Babcock International Group PLC
04 May 2004


Not for release or publication in or into the United States, Canada, 
Japan or Australia.


4 May 2004


RECOMMENDED OFFER BY CREDIT SUISSE FIRST BOSTON (EUROPE) LIMITED ON BEHALF OF 
BABCOCK INTERNATIONAL GROUP PLC FOR PETERHOUSE GROUP PLC

Result of Extraordinary General Meeting


Babcock International Group PLC is pleased to announce that all resolutions
proposed at the Extraordinary General Meeting of the Company held earlier today,
including the resolution to approve the Offer, were passed unanimously by the
Babcock Shareholders on a show of hands.  Of the proxies received, over 99 per
cent. of votes were in favour of the resolutions.



The Offer remains open for acceptance and Peterhouse Shareholders who have not
yet accepted the Offer are urged to return the Form of Acceptance, whether or
not their Peterhouse Shares are held in CREST, duly completed, signed and
witnessed, and accompanied by their share certificate(s) and / or other document
(s) of title (if their shares are held in certificated form) by hand or by post
to Computershare Investor Services PLC, PO Box No 859, The Pavillions,
Bridgwater Road, Bristol BS99 1XZ or by hand only to Computershare Investor
Services PLC, 7th Floor Jupiter House, Triton Court, 14 Finsbury Square, London
EC2A 1BR by no later than 3.00 p.m. on 6 May 2004.



Copies of the resolutions passed at the Extraordinary General Meeting have been
submitted to the UK Listing Authority and will shortly be available for
inspection at the UK Listing Authority's Document Viewing Facility, which is
situated at the Financial Services Authority, 25 The North Colonnade, Canary
Wharf, London E14 5HS (telephone number +44 (0)20 7066 1000), during normal
business hours on any weekday (public holidays excepted) until the completion of
the acquisition.



All terms defined in the Listing Particulars and the Offer Document dated 15
April 2004 have the same meaning in this announcement, unless the context
otherwise requires.



ENQUIRIES


Babcock International Group PLC                                                             +44 (0)20 7291 5000
Gordon Campbell, Chairman
Peter Rogers, Chief Executive
Bill Tame, Finance Director

Credit Suisse First Boston (Europe) Limited (Financial Adviser to Babcock)                  +44 (0)20 7888 8888
Justin Crookenden
Richard Probert

Cazenove & Co.
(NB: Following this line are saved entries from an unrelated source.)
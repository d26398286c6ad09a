//! Time source used to classify buckets as open or closed.

use chrono::{DateTime, Utc};

/// Source of the current time.
pub trait Clock: Send + Sync {
    /// Current UTC instant.
    fn now(&self) -> DateTime<Utc>;
}

/// Wall-clock time via `Utc::now()`.
#[derive(Debug, Clone, Copy, Default)]
pub struct SystemClock;

impl Clock for SystemClock {
    fn now(&self) -> DateTime<Utc> {
        Utc::now()
    }
}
Ltd (Broker to Babcock)                                                      +44 (0)20 7588 2828
Malcolm Moir
Dermot McKechnie

Financial Dynamics (Public Relations Adviser to Babcock)                                    +44 (0)20 7831 3113
Andrew Lorenz
Richard Mountain

Credit Suisse First Boston (Europe) Limited, which is regulated in the United
Kingdom by the Financial Services Authority, is acting only for Babcock and no-
one else in connection with the Offer and will not regard any other person as
its client or be responsible to anyone other than to Babcock for providing the
protections afforded to clients of Credit Suisse First Boston (Europe) Limited,
nor for giving advice in relation to the Offer.
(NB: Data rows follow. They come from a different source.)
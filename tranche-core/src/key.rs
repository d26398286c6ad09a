//! Cache key derivation.

use tranche_types::Ticker;

use crate::bucket::Bucket;

/// Separator between key components.
pub const KEY_SEPARATOR: char = ':';

/// Cache key for one (ticker, bucket) pair: `"{ticker}:{bucket_start_unix_seconds}"`.
///
/// Injective as long as the ticker does not contain [`KEY_SEPARATOR`]; a
/// validated [`Ticker`] never does. No escaping is performed here.
#[must_use]
pub fn key_for(ticker: &Ticker, bucket: &Bucket) -> String {
    format!("{ticker}{KEY_SEPARATOR}{}", bucket.start().timestamp())
}

/// Key derivation with an optional namespace prefix.
///
/// Deployments that share one store but differ in bucket width or payload
/// generation use distinct namespaces so their keys never alias.
#[derive(Debug, Clone, Default, PartialEq, Eq)]
pub struct KeySpace {
    namespace: Option<String>,
}

impl KeySpace {
    /// Create a key space; `None` yields plain [`key_for`] keys.
    #[must_use]
    pub const fn new(namespace: Option<String>) -> Self {
        Self { namespace }
    }

    /// Namespace prefix, if any.
    #[must_use]
    pub fn namespace(&self) -> Option<&str> {
        self.namespace.as_deref()
    }

    /// Derive the key for one (ticker, bucket) pair.
    #[must_use]
    pub fn key_for(&self, ticker: &Ticker, bucket: &Bucket) -> String {
        match &self.namespace {
            Some(ns) => format!("{ns}{KEY_SEPARATOR}{}", key_for(ticker, bucket)),
            None => key_for(ticker, bucket),
        }
    }
}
Cazenove & Co. Ltd, which is regulated in the United Kingdom by the Financial
Services Authority, is acting only for Babcock and no-one else in connection
with the Offer and will not regard any other person as its client or be
responsible to anyone other than to Babcock for providing the protections
afforded to clients of Cazenove & Co. Ltd, nor for giving advice in relation to
the Offer.


The Offer is not being made directly or indirectly in or into the United States,
Canada, Australia or Japan or to any US person or resident of Canada, Australia
or Japan.  Neither this document nor the accompanying documentation may be
distributed or sent in, into or from the United States, Canada, Australia or
Japan or to any US person or resident of Canada, Australia or Japan and doing so
may render invalid any purported acceptance.
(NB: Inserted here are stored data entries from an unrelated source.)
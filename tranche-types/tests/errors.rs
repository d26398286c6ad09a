use chrono::{TimeZone, Utc};
use tranche_types::TrancheError;

#[test]
fn caller_errors_are_distinguished_from_infrastructure() {
    let t = Utc.with_ymd_and_hms(2024, 1, 1, 0, 0, 0).unwrap();
    assert!(TrancheError::invalid_range(t, t).is_caller_error());
    assert!(TrancheError::InvalidArg("bad".into()).is_caller_error());

    let up = TrancheError::upstream("yahoo", "503");
    assert!(!up.is_caller_error());
    assert!(up.is_upstream());

    assert!(TrancheError::cancelled("deadline").is_cancelled());
}

#[test]
fn cache_failures_are_flagged_non_fatal() {
    for e in [
        TrancheError::CacheRead("down".into()),
        TrancheError::CacheWrite("down".into()),
        TrancheError::Codec("garbage".into()),
    ] {
        assert!(e.is_cache_failure(), "{e:?}");
        assert!(!e.is_caller_error());
    }
    assert!(!TrancheError::upstream("u", "x").is_cache_failure());
}

#[test]
fn upstream_timeout_is_an_upstream_error() {
    let e = TrancheError::upstream_timeout("slow", std::time::Duration::from_millis(250));
    assert!(e.is_upstream());
    assert_eq!(e.to_string(), "upstream slow failed: timed out after 250ms");
}

#[test]
fn errors_roundtrip_through_serde() {
    let t = Utc.with_ymd_and_hms(2024, 3, 1, 12, 0, 0).unwrap();
    let e = TrancheError::invalid_range(t, t);
    let json = serde_json::to_string(&e).unwrap();
    let de: TrancheError = serde_json::from_str(&json).unwrap();
    assert_eq!(de, e);
}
The New Babcock Shares have not been, and will be not be, registered under the
US Securities Act of 1933.  Accordingly, the New Babcock Shares may not be
offered, sold or delivered in the United States or to US persons, unless an
exemption from the registration requirements of the US Securities Act 1933 (as
amended) is available.  Also, the relevant clearances have not been, and will
not be, obtained from the securities commission of any province of Canada.  No
prospectus in relation to the New Babcock Shares has been, or will be, lodged or
registered by the Australian Securities Commission, nor have any steps been
taken or will any steps be taken to enable the New Babcock Shares to be offered
in Japan in compliance with applicable securities laws in Japan.  Accordingly,
the New Babcock Shares may not be offered, sold, re-sold or delivered, directly
or indirectly, in or into the United States, Canada, Australia or Japan.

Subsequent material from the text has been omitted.